Even with a victory, Bowyer will be hanging on and needing a result at Oldham on Saturday. And that would put him and the club in a strange position. As it stands, ultimately it will be Bowyer who sanctions the moves of Vaughan and Doyle, plus signs a replacement, when the manager himself might be out of the door before the ink dries on transfer deadline day contracts. It’s no surprise that some fans are demanding that Bowyer should not be making such crucial decisions. But unless the club sack him, what’s the alternative? The principle that the manager gets final say on incomings and outgoings has to be preserved right now, even when few of us have any faith in the manager.
In the long-term, the club would do well to seriously look at bringing in a director of football, rather than entrusting all football decisions with a person whose job security will always be flimsy. It would help the club to build a better football identity, and reduce this constant turnover of players caused by the ripping up of the squad every time a manager fails.
In a strange way, a City defeat tonight and Bowyer sacking in the morning might be the best thing. But then again, it would leave City without a manager during the crucial final moments of the transfer window. And that could prove just as costly. So it’s a really bad time to sack a manager, and yet increasingly there is surely little alternative.
It’s an almighty mess, really. When the dust settles, there needs to be an inquest into how a season of such promise has descended to this.
It is a shock to see proven goalscorers on the brink of leaving the club. But City’s recent history shows that this type of situation is far from unique. On the negative side, it’s 13 years ago now since top scorer Dean Windass was loaned out in January to Hull City, which sent the Bantams on a path to relegation. More positively in 2015/16, Phil Parkinson raised eyebrows for swapping top scorer Devante Cole with Fleetwood’s Jamie Proctor. That and bringing in Wes Thomas and Josh Cullen actually proved the catalyst for a stronger second half to the season, with a reshuffled City squad reaching the play offs. And then a year later there was the controversial sale of James Hanson to Sheffield United, with Charlie Wyke bought from Carlisle. Again, it proved a decent piece of business and City prospered.
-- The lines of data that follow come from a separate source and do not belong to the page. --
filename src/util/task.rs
use std::collections::HashMap;

use tokio::task::JoinHandle;
use tracing::debug;

/// Background tasks keyed by purpose. Spawning under a key that is still
/// running aborts the older task.
#[derive(Default)]
pub struct TaskManager {
    tasks: HashMap<&'static str, JoinHandle<()>>,
}

impl TaskManager {
    pub fn new() -> Self {
        Self {
            tasks: HashMap::new(),
        }
    }

    pub fn spawn(&mut self, key: &'static str, task: JoinHandle<()>) {
        if let Some(handle) = self.tasks.insert(key, task) {
            if !handle.is_finished() {
                debug!(key, "task_superseded");
            }
            handle.abort();
        }
    }

    pub fn abort(&mut self, key: &str) {
        if let Some(handle) = self.tasks.remove(key) {
            handle.abort();
        }
    }

    pub fn abort_all(&mut self) {
        for handle in self.tasks.values() {
            handle.abort();
        }
        self.tasks.clear();
    }
}

impl Drop for TaskManager {
    fn drop(&mut self) {
        self.abort_all();
    }
}
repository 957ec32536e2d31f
use ratatui::{
    buffer::Buffer,
    layout::Rect,
    style::{Modifier, Style},
    symbols::border,
    text::{Line, Span},
    widgets::{Block, Borders, Paragraph, Widget},
};

use crate::{
    audio::{PlaybackState, PlaybackStatus},
    model::Track,
    ui::{text::translate, util::get_active_track_icon},
    util::colors,
};

pub struct NowPlaying<'a> {
    state: &'a PlaybackState,
    track: Option<&'a Track>,
}

impl<'a> NowPlaying<'a> {
    pub fn new(state: &'a PlaybackState, track: Option<&'a Track>) -> Self {
        Self { state, track }
    }

    fn label(&self) -> String {
        let track = self.track.filter(|t| {
            t.preview_url.is_some() && t.preview_url.as_deref() == self.state.source()
        });

        match track {
            Some(track) => format!(
                "{} - {}",
                track.track_name.as_deref().unwrap_or_default(),
                track.artist_name.as_deref().unwrap_or_default()
            ),
            None => self.state.source().unwrap_or_default().to_string(),
        }
    }
}

impl Widget for NowPlaying<'_> {
    fn render(self, area: Rect, buf: &mut Buffer) {
        let block = Block::default()
            .borders(Borders::ALL)
            .border_set(border::ROUNDED)
            .border_style(Style::new().fg(colors::NEUTRAL));

        let line = match self.state.status() {
            PlaybackStatus::NoTrack => Line::from(Span::styled(
                translate("no_preview"),
                Style::new().fg(colors::MUTED),
            )),
            status => {
                let (icon, tag) = match status {
                    PlaybackStatus::Playing => (get_active_track_icon(true), "playing"),
                    PlaybackStatus::Paused => ("⏸", "paused"),
                    _ => ("■", "ended"),
                };
                Line::from(vec![
                    Span::styled(format!("{icon} "), Style::new().fg(colors::PRIMARY)),
                    Span::styled(self.label(), Style::new().add_modifier(Modifier::BOLD)),
                    Span::styled(format!("  [{tag}]"), Style::new().fg(colors::MUTED)),
                ])
            }
        };

        Paragraph::new(line).block(block).render(area, buf);
    }
}
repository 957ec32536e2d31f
pub mod app;
pub mod components;
pub mod context;
pub mod input;
pub mod layout;
pub mod router;
pub mod state;
pub mod text;
pub mod traits;
pub mod tui;
pub mod util;
pub mod view_model;
pub mod views;
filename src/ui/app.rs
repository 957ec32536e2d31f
use std::sync::Arc;

use flume::{Receiver, Sender};
use ratatui::Frame;
use tracing::{info, warn};

use crate::{
    audio::{
        AudioController, PlaybackResource, playback::PlaybackEngine, traits::DetachedResource,
    },
    config::Config,
    event::events::Event,
    http::{ApiService, CatalogApi},
    util::task::TaskManager,
};

use super::{
    context::AppContext,
    layout::AppLayout,
    router::Router,
    state::AppState,
    tui::{self, TerminalEvent},
    util::handler::EventHandler,
    views::{Search, TrackDetail},
};

/// Where the app starts.
#[derive(Debug, Clone, Default, PartialEq, Eq)]
pub struct Launch {
    /// Pre-filled search text, searched once on mount.
    pub query: Option<String>,
    /// Open the detail route for this id on top of search.
    pub track_id: Option<u64>,
}

pub struct App {
    pub event_rx: Receiver<Event>,
    pub ctx: AppContext,
    pub router: Router,
    pub state: AppState,
    pub task_manager: TaskManager,
    pub has_focus: bool,
    pub should_quit: bool,
}

impl App {
    pub async fn new(config: Config, launch: Launch) -> color_eyre::Result<Self> {
        let (event_tx, event_rx) = flume::unbounded();
        let api = Arc::new(ApiService::new(config.api.clone())?);

        let resource: Box<dyn PlaybackResource> =
            match PlaybackEngine::new(&config.audio, event_tx.clone()) {
                Ok(engine) => Box::new(engine),
                Err(e) => {
                    warn!(error = %e, "audio_output_unavailable");
                    Box::new(DetachedResource)
                }
            };

        Ok(Self::with_parts(
            config, launch, api, resource, event_tx, event_rx,
        ))
    }

    /// Assembles the app around an explicit catalog and playback resource.
    pub fn with_parts(
        config: Config,
        launch: Launch,
        api: Arc<dyn CatalogApi>,
        resource: Box<dyn PlaybackResource>,
        event_tx: Sender<Event>,
        event_rx: Receiver<Event>,
    ) -> Self {
        let ctx = AppContext {
            api,
            audio: AudioController::new(resource),
            event_tx,
            config,
        };

        let search = Search::new(launch.query, ctx.config.search.debounce());
        let mut router = Router::new(Box::new(search), &ctx);
        if let Some(track_id) = launch.track_id {
            router.push(Box::new(TrackDetail::new(track_id, None)), &ctx);
        }

        let mut state = AppState::default();
        state.ui.current_route = router.active_route();
        info!(route = ?state.ui.current_route, "app_started");

        Self {
            event_rx,
            ctx,
            router,
            state,
            task_manager: TaskManager::new(),
            has_focus: true,
            should_quit: false,
        }
    }

    pub async fn run(&mut self) -> color_eyre::Result<()> {
        let mut tui = tui::Tui::new()?;
        tui.enter()?;

        EventHandler::handle_event(self, TerminalEvent::Init, &mut tui).await?;
        while !self.should_quit {
            tui.draw(|f| {
                self.ui(f);
            })?;

            EventHandler::handle_events(self, &mut tui).await?;
        }

        self.task_manager.abort_all();
        tui.exit()?;
        Ok(())
    }

    fn ui(&mut self, frame: &mut Frame) {
        if self.has_focus {
            let area = frame.area();
            AppLayout::new(self).render(frame, area);
        }
    }
}
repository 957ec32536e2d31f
use serde::{Deserialize, Serialize};

#[derive(Debug, Clone, PartialEq, Serialize, Deserialize)]
#[serde(default)]
pub struct AudioConfig {
    /// Output volume in percent, clamped to 0..=100.
    pub volume: u8,
    /// How often the engine polls the sink for a finished clip.
    pub monitor_interval_ms: u64,
}

impl AudioConfig {
    pub fn volume_ratio(&self) -> f32 {
        self.volume.min(100) as f32 / 100.0
    }
}

impl Default for AudioConfig {
    fn default() -> Self {
        Self {
            volume: 100,
            monitor_interval_ms: 100,
        }
    }
}
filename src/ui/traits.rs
use async_trait::async_trait;
use ratatui::crossterm::event::KeyEvent;
use ratatui::{Frame, layout::Rect};

use crate::{
    event::events::Event,
    model::Track,
    ui::{context::AppContext, state::AppState, state::Route},
};

#[derive(Debug, Clone, PartialEq)]
pub enum Action {
    Quit,
    Back,
    /// Navigate to the detail route, handing over the already-known track.
    OpenTrack(Track),
    TogglePlay(Track),
    /// Input consumed, nothing to dispatch.
    None,
}

#[async_trait]
pub trait View: Send {
    fn route(&self) -> Route;

    /// Called once, right after the view is pushed.
    fn on_mount(&mut self, _ctx: &AppContext) {}

    /// Called once, right before the view is dropped.
    fn on_unmount(&mut self) {}

    fn render(&mut self, f: &mut Frame, area: Rect, state: &AppState, ctx: &AppContext);

    async fn handle_input(
        &mut self,
        key: KeyEvent,
        state: &AppState,
        ctx: &AppContext,
    ) -> Option<Action>;

    async fn on_event(&mut self, _event: &Event, _ctx: &AppContext) {}
}
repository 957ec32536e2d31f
use ratatui::{
    buffer::Buffer,
    layout::{Alignment, Rect},
    style::{Modifier, Style},
    symbols::border,
    text::{Line, Span},
    widgets::{Block, Borders, Paragraph, Widget, Wrap},
};

use crate::{
    ui::{
        text::translate,
        view_model::{Message, MessageKind},
    },
    util::colors,
};

/// A titled card holding one translated line: errors, prompts, "not found".
pub struct MessageCard<'a> {
    message: &'a Message,
}

impl<'a> MessageCard<'a> {
    pub fn new(message: &'a Message) -> Self {
        Self { message }
    }
}

impl Widget for MessageCard<'_> {
    fn render(self, area: Rect, buf: &mut Buffer) {
        let accent = match self.message.kind {
            MessageKind::Error => colors::ERROR,
            MessageKind::NotFound => colors::SECONDARY,
            MessageKind::Prompt => colors::MUTED,
        };

        let block = Block::default()
            .borders(Borders::ALL)
            .border_set(border::ROUNDED)
            .border_style(Style::new().fg(accent))
            .title(Span::styled(
                translate(self.message.title_key),
                Style::new().fg(accent).add_modifier(Modifier::BOLD),
            ));

        let height = area.height.min(5);
        let card = Rect { height, ..area };

        Paragraph::new(Line::from(translate(&self.message.text)))
            .alignment(Alignment::Left)
            .wrap(Wrap { trim: true })
            .block(block)
            .render(card, buf);
    }
}
use ratatui::{
    Frame,
    layout::{Alignment, Constraint, Direction, Layout, Rect},
    style::{Modifier, Style},
    symbols::border,
    text::Span,
    widgets::{Block, Borders},
};

use crate::{
    ui::{app::App, components::NowPlaying, text::translate},
    util::colors,
};

pub struct AppLayout<'a> {
    pub app: &'a mut App,
}

impl<'a> AppLayout<'a> {
    pub fn new(app: &'a mut App) -> Self {
        Self { app }
    }

    pub fn render(self, f: &mut Frame, area: Rect) {
        let buf = f.buffer_mut();
        buf.set_style(area, Style::new().bg(colors::BACKGROUND));

        let chunks = Layout::default()
            .direction(Direction::Vertical)
            .constraints([Constraint::Min(1), Constraint::Length(3)])
            .split(area);

        let content_area = chunks[0];
        let player_area = chunks[1];

        let route = self.app.router.active_route();
        let content_block = Block::default()
            .borders(Borders::ALL)
            .border_set(border::ROUNDED)
            .title(Span::styled(
                format!(" tunescout · {} ", translate(route.title_key())),
                Style::new().fg(colors::PRIMARY).add_modifier(Modifier::BOLD),
            ))
            .title_alignment(Alignment::Center);

        let content_inner = content_block.inner(content_area);
        f.render_widget(content_block, content_area);

        self.app
            .router
            .render(f, content_inner, &self.app.state, &self.app.ctx);

        f.render_widget(
            NowPlaying::new(
                self.app.ctx.audio.state(),
                self.app.state.data.now_playing.as_ref(),
            ),
            player_area,
        );
    }
}
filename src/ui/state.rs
use crate::model::Track;

#[derive(Debug, Clone, Default)]
pub struct AppState {
    pub data: AppData,
    pub ui: UiState,
}

#[derive(Debug, Clone, Default)]
pub struct AppData {
    /// Track whose preview was last loaded into the controller.
    pub now_playing: Option<Track>,
}

#[derive(Debug, Clone, Default)]
pub struct UiState {
    pub current_route: Route,
}

#[derive(Debug, Clone, Copy, Default, PartialEq, Eq)]
pub enum Route {
    #[default]
    Search,
    TrackDetail(u64),
}

impl Route {
    pub fn title_key(&self) -> &'static str {
        match self {
            Route::Search => "search",
            Route::TrackDetail(_) => "track_details",
        }
    }
}
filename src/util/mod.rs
pub mod colors;
pub mod debounce;
pub mod hook;
pub mod log;
pub mod task;
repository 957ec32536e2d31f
use std::path::Path;

use rodio::{
    Device, DeviceTrait, OutputStream, OutputStreamBuilder, Sink,
    cpal::{
        BufferSize, SampleFormat, SampleRate, StreamConfig, default_host, traits::HostTrait,
    },
};

use crate::audio::error::AudioError;

const FALLBACK_SAMPLE_RATE: u32 = 44_100;

pub fn setup_device_config() -> Result<(Device, StreamConfig, SampleFormat), AudioError> {
    let device = default_host()
        .default_output_device()
        .ok_or_else(|| AudioError::DeviceError("no default output device".to_string()))?;

    // Previews are 44.1 kHz AAC; prefer a config that can run at that rate.
    let preferred = device.supported_output_configs().ok().and_then(|configs| {
        configs
            .filter(|cfg| {
                (cfg.min_sample_rate().0..=cfg.max_sample_rate().0).contains(&FALLBACK_SAMPLE_RATE)
            })
            .max_by_key(|cfg| cfg.channels())
    });

    let (config, sample_format) = match preferred {
        Some(cfg) => (
            StreamConfig {
                channels: cfg.channels(),
                sample_rate: SampleRate(FALLBACK_SAMPLE_RATE),
                buffer_size: BufferSize::Default,
            },
            cfg.sample_format(),
        ),
        None => (
            StreamConfig {
                channels: 2,
                sample_rate: SampleRate(FALLBACK_SAMPLE_RATE),
                buffer_size: BufferSize::Default,
            },
            SampleFormat::F32,
        ),
    };

    Ok((device, config, sample_format))
}

pub fn construct_sink(
    device: Device,
    config: &StreamConfig,
    sample_format: SampleFormat,
) -> Result<(OutputStream, Sink), AudioError> {
    let stream = OutputStreamBuilder::default()
        .with_buffer_size(config.buffer_size)
        .with_sample_rate(config.sample_rate.0)
        .with_device(device)
        .with_sample_format(sample_format)
        .open_stream_or_fallback()
        .map_err(|e| AudioError::DeviceError(e.to_string()))?;
    let sink = Sink::connect_new(stream.mixer());

    Ok((stream, sink))
}

/// Container hint for the decoder, taken from the clip URL's extension.
pub fn format_hint(source: &str) -> &'static str {
    let path = source.split(['?', '#']).next().unwrap_or(source);
    match Path::new(path).extension().and_then(|e| e.to_str()) {
        Some(ext) if ext.eq_ignore_ascii_case("mp3") => "mp3",
        Some(ext) if ext.eq_ignore_ascii_case("aac") => "aac",
        Some(ext) if ext.eq_ignore_ascii_case("mp4") => "mp4",
        _ => "m4a",
    }
}
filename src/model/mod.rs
pub mod track;

pub use track::{CatalogResponse, Track};
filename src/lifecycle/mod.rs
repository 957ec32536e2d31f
//! Request/response state for one asynchronous data dependency of a view.
//!
//! Every request is stamped with a [`Ticket`]. A response is applied only if
//! its ticket is the most recently issued one for the same lifecycle, which
//! makes the outcome last-issued-wins regardless of arrival order.

pub mod detail;
pub mod search;

use tracing::debug;
use uuid::Uuid;

use crate::http::ApiError;

pub use detail::DetailLifecycle;
pub use search::SearchLifecycle;

#[derive(Debug, Clone, Copy, PartialEq, Eq, Hash)]
pub struct Ticket {
    pub owner: Uuid,
    pub generation: u64,
}

#[derive(Debug, Clone, Copy, Default, PartialEq, Eq)]
pub enum RequestStatus {
    #[default]
    Idle,
    Loading,
    Success,
    Error,
}

#[derive(Debug, Clone)]
pub struct RequestLifecycle<T> {
    owner: Uuid,
    generation: u64,
    status: RequestStatus,
    data: Option<T>,
    error: Option<ApiError>,
    disposed: bool,
}

impl<T> Default for RequestLifecycle<T> {
    fn default() -> Self {
        Self::new()
    }
}

impl<T> RequestLifecycle<T> {
    pub fn new() -> Self {
        Self {
            owner: Uuid::new_v4(),
            generation: 0,
            status: RequestStatus::Idle,
            data: None,
            error: None,
            disposed: false,
        }
    }

    pub fn owner(&self) -> Uuid {
        self.owner
    }

    pub fn status(&self) -> RequestStatus {
        self.status
    }

    pub fn is_loading(&self) -> bool {
        self.status == RequestStatus::Loading
    }

    pub fn data(&self) -> Option<&T> {
        self.data.as_ref()
    }

    pub fn error(&self) -> Option<&ApiError> {
        self.error.as_ref()
    }

    /// Starts a new request, superseding any still in flight.
    pub fn begin(&mut self) -> Ticket {
        self.generation += 1;
        self.status = RequestStatus::Loading;
        self.error = None;
        self.ticket()
    }

    /// Settles directly with `data`, no request involved.
    pub fn complete(&mut self, data: T) {
        self.generation += 1;
        self.status = RequestStatus::Success;
        self.data = Some(data);
        self.error = None;
    }

    /// Back to idle with nothing loaded; in-flight responses become stale.
    pub fn clear(&mut self) {
        self.generation += 1;
        self.status = RequestStatus::Idle;
        self.data = None;
        self.error = None;
    }

    /// Stops accepting responses for good. Called when the owning view goes away.
    pub fn dispose(&mut self) {
        self.disposed = true;
    }

    pub fn accepts(&self, ticket: Ticket) -> bool {
        !self.disposed
            && ticket.owner == self.owner
            && ticket.generation == self.generation
            && self.status == RequestStatus::Loading
    }

    /// Applies a response. Returns `false` (and changes nothing) when the
    /// ticket has been superseded or the lifecycle disposed.
    pub fn resolve(&mut self, ticket: Ticket, result: Result<T, ApiError>) -> bool {
        if !self.accepts(ticket) {
            debug!(
                generation = ticket.generation,
                current = self.generation,
                disposed = self.disposed,
                "stale_response_discarded"
            );
            return false;
        }

        match result {
            Ok(data) => {
                self.status = RequestStatus::Success;
                self.data = Some(data);
                self.error = None;
            }
            Err(error) => {
                self.status = RequestStatus::Error;
                self.data = None;
                self.error = Some(error);
            }
        }
        true
    }

    fn ticket(&self) -> Ticket {
        Ticket {
            owner: self.owner,
            generation: self.generation,
        }
    }
}

#[cfg(test)]
mod tests {
    use super::*;

    #[test]
    fn begin_enters_loading() {
        let mut lifecycle = RequestLifecycle::<u32>::new();
        assert_eq!(lifecycle.status(), RequestStatus::Idle);

        let ticket = lifecycle.begin();
        assert!(lifecycle.is_loading());
        assert_eq!(ticket.owner, lifecycle.owner());
    }

    #[test]
    fn only_the_latest_ticket_resolves() {
        let mut lifecycle = RequestLifecycle::<&str>::new();
        let first = lifecycle.begin();
        let second = lifecycle.begin();

        assert!(!lifecycle.resolve(first, Ok("first")));
        assert!(lifecycle.is_loading());

        assert!(lifecycle.resolve(second, Ok("second")));
        assert_eq!(lifecycle.data(), Some(&"second"));

        assert!(!lifecycle.resolve(first, Ok("first")));
        assert!(!lifecycle.resolve(second, Ok("again")));
        assert_eq!(lifecycle.data(), Some(&"second"));
    }

    #[test]
    fn error_replaces_data() {
        let mut lifecycle = RequestLifecycle::<u32>::new();
        let ticket = lifecycle.begin();
        lifecycle.resolve(ticket, Ok(1));

        let ticket = lifecycle.begin();
        assert!(lifecycle.resolve(ticket, Err(ApiError::Transport("offline".into()))));
        assert_eq!(lifecycle.status(), RequestStatus::Error);
        assert_eq!(lifecycle.data(), None);
        assert_eq!(lifecycle.error().map(ApiError::user_message), Some("offline".into()));
    }

    #[test]
    fn foreign_tickets_are_rejected() {
        let mut mine = RequestLifecycle::<u32>::new();
        let mut other = RequestLifecycle::<u32>::new();
        mine.begin();
        let foreign = other.begin();

        assert!(!mine.resolve(foreign, Ok(7)));
        assert!(mine.is_loading());
    }

    #[test]
    fn clear_and_complete_invalidate_in_flight_requests() {
        let mut lifecycle = RequestLifecycle::<u32>::new();
        let ticket = lifecycle.begin();
        lifecycle.clear();
        assert!(!lifecycle.resolve(ticket, Ok(1)));
        assert_eq!(lifecycle.status(), RequestStatus::Idle);

        let ticket = lifecycle.begin();
        lifecycle.complete(5);
        assert!(!lifecycle.resolve(ticket, Ok(1)));
        assert_eq!(lifecycle.data(), Some(&5));
    }

    #[test]
    fn disposed_lifecycle_ignores_responses() {
        let mut lifecycle = RequestLifecycle::<u32>::new();
        let ticket = lifecycle.begin();
        lifecycle.dispose();

        assert!(!lifecycle.resolve(ticket, Ok(1)));
        assert!(lifecycle.is_loading());
        assert_eq!(lifecycle.data(), None);
    }
}
use std::path::PathBuf;

use clap::Parser;

use crate::ui::app::Launch;

#[derive(Parser, Debug)]
#[command(name = "tunescout", version, about)]
pub struct Cli {
    /// Start with this search already typed in
    #[arg(long, short = 'q')]
    pub query: Option<String>,

    /// Open the details of this track id
    #[arg(long, short = 't')]
    pub track: Option<u64>,

    /// Read settings from this file instead of the default location
    #[arg(long, short = 'c')]
    pub config: Option<PathBuf>,
}

impl Cli {
    pub fn launch(&self) -> Launch {
        Launch {
            query: self.query.clone().filter(|q| !q.trim().is_empty()),
            track_id: self.track,
        }
    }
}

#[cfg(test)]
mod tests {
    use super::*;

    #[test]
    fn flags_map_to_launch() {
        let cli = Cli::parse_from(["tunescout", "--query", "thunder", "-t", "42"]);
        assert_eq!(
            cli.launch(),
            Launch {
                query: Some("thunder".into()),
                track_id: Some(42),
            }
        );
        assert!(cli.config.is_none());
    }

    #[test]
    fn blank_query_is_dropped() {
        let cli = Cli::parse_from(["tunescout", "-q", "  "]);
        assert_eq!(cli.launch(), Launch::default());
    }

    #[test]
    fn non_numeric_track_is_rejected() {
        assert!(Cli::try_parse_from(["tunescout", "--track", "abc"]).is_err());
    }
}
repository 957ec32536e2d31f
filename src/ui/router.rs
use ratatui::Frame;
use ratatui::crossterm::event::KeyEvent;
use ratatui::layout::Rect;
use tracing::debug;

use crate::event::events::Event;
use crate::ui::context::AppContext;
use crate::ui::state::{AppState, Route};
use crate::ui::traits::{Action, View};

/// Stack of mounted views; the top one is active. The root is never popped.
pub struct Router {
    pub stack: Vec<Box<dyn View>>,
}

impl Router {
    pub fn new(mut initial_view: Box<dyn View>, ctx: &AppContext) -> Self {
        initial_view.on_mount(ctx);
        Self {
            stack: vec![initial_view],
        }
    }

    pub fn push(&mut self, mut view: Box<dyn View>, ctx: &AppContext) {
        debug!(route = ?view.route(), "route_push");
        view.on_mount(ctx);
        self.stack.push(view);
    }

    /// Returns `false` when only the root is left.
    pub fn pop(&mut self) -> bool {
        if self.stack.len() <= 1 {
            return false;
        }

        if let Some(mut view) = self.stack.pop() {
            debug!(route = ?view.route(), "route_pop");
            view.on_unmount();
        }
        true
    }

    /// Swaps the active view for `view`, unmounting the old one first.
    pub fn replace(&mut self, view: Box<dyn View>, ctx: &AppContext) {
        if let Some(mut old) = self.stack.pop() {
            old.on_unmount();
        }
        self.push(view, ctx);
    }

    pub fn active_route(&self) -> Route {
        self.stack.last().map(|v| v.route()).unwrap_or_default()
    }

    pub fn render(&mut self, f: &mut Frame, area: Rect, state: &AppState, ctx: &AppContext) {
        if let Some(view) = self.stack.last_mut() {
            view.render(f, area, state, ctx);
        }
    }

    pub async fn handle_input(
        &mut self,
        key: KeyEvent,
        state: &AppState,
        ctx: &AppContext,
    ) -> Option<Action> {
        match self.stack.last_mut() {
            Some(view) => view.handle_input(key, state, ctx).await,
            None => None,
        }
    }

    pub async fn on_event(&mut self, event: &Event, ctx: &AppContext) {
        for view in &mut self.stack {
            view.on_event(event, ctx).await;
        }
    }
}

#[cfg(test)]
mod tests {
    use std::sync::{Arc, Mutex};

    use async_trait::async_trait;

    use super::*;
    use crate::ui::context::testing;

    struct Stub {
        route: Route,
        log: Arc<Mutex<Vec<String>>>,
    }

    #[async_trait]
    impl View for Stub {
        fn route(&self) -> Route {
            self.route
        }

        fn on_mount(&mut self, _ctx: &AppContext) {
            self.log.lock().unwrap().push(format!("mount {:?}", self.route));
        }

        fn on_unmount(&mut self) {
            self.log.lock().unwrap().push(format!("unmount {:?}", self.route));
        }

        fn render(&mut self, _f: &mut Frame, _area: Rect, _state: &AppState, _ctx: &AppContext) {}

        async fn handle_input(
            &mut self,
            _key: KeyEvent,
            _state: &AppState,
            _ctx: &AppContext,
        ) -> Option<Action> {
            None
        }
    }

    #[test]
    fn mount_and_unmount_follow_the_stack() {
        let (ctx, _rx) = testing::context();
        let log = Arc::new(Mutex::new(Vec::new()));
        let stub = |route| {
            Box::new(Stub {
                route,
                log: log.clone(),
            })
        };

        let mut router = Router::new(stub(Route::Search), &ctx);
        router.push(stub(Route::TrackDetail(1)), &ctx);
        router.replace(stub(Route::TrackDetail(2)), &ctx);
        assert_eq!(router.active_route(), Route::TrackDetail(2));

        assert!(router.pop());
        assert!(!router.pop());
        assert_eq!(router.active_route(), Route::Search);

        assert_eq!(
            *log.lock().unwrap(),
            vec![
                "mount Search",
                "mount TrackDetail(1)",
                "unmount TrackDetail(1)",
                "mount TrackDetail(2)",
                "unmount TrackDetail(2)",
            ]
        );
    }
}
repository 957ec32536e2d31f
//! English strings for the message keys used across views.

/// Looks up `key`. Unknown keys come back unchanged, so raw catalog error
/// text can be passed straight through.
pub fn translate(key: &str) -> &str {
    match key {
        "songs_search_input_placeholder" => "Type a song name…",
        "songs_search_default" => "Search for a song to see results here",
        "song_not_found" => "No songs found for this search",
        "something_went_wrong" => "Something went wrong",
        "oops" => "Oops!",
        "media_list" => "Songs",
        "search" => "Search",
        "track_details" => "Track details",
        "no_preview" => "No preview playing",
        "track_name" => "Track",
        "collection_name" => "Album",
        "artist_name" => "Artist",
        "country" => "Country",
        "primary_genre_name" => "Genre",
        "release_date" => "Released",
        "artwork" => "Artwork",
        _ => key,
    }
}
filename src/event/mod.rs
pub mod events;
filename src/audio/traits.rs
use tracing::debug;

/// The single output element playback is delegated to.
///
/// Implementations must accept `play` before a freshly attached source has
/// finished loading, and start it as soon as it is ready.
pub trait PlaybackResource: Send + Sync {
    /// Points the element at `source`, discarding any previous position.
    /// `None` unloads and silences it.
    fn attach(&mut self, source: Option<&str>);
    fn play(&mut self);
    fn pause(&mut self);
}

/// Stand-in used when no output device could be opened. State transitions
/// still happen; nothing is heard.
#[derive(Debug, Default)]
pub struct DetachedResource;

impl PlaybackResource for DetachedResource {
    fn attach(&mut self, source: Option<&str>) {
        debug!(?source, "detached_attach");
    }

    fn play(&mut self) {}

    fn pause(&mut self) {}
}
Can Bowyer and City pull off something similar again? You wouldn’t bet on it, but equally it shouldn’t be ruled out. Right now, with the very real likelihood of Doyle and Vaughan’s exits, the club is receiving a huge amount of criticism – and they have to take it on the chin. Ultimately, City need to be judged by the full set of business that is done between now and the closing of the window on Friday evening.
But be in no doubt, the stakes could not be higher. Bowyer appears on the brink of losing his job, and he’s about to let go of two of his best players. This is a defining moment in Bradford City’s season. One they simply cannot afford to get wrong.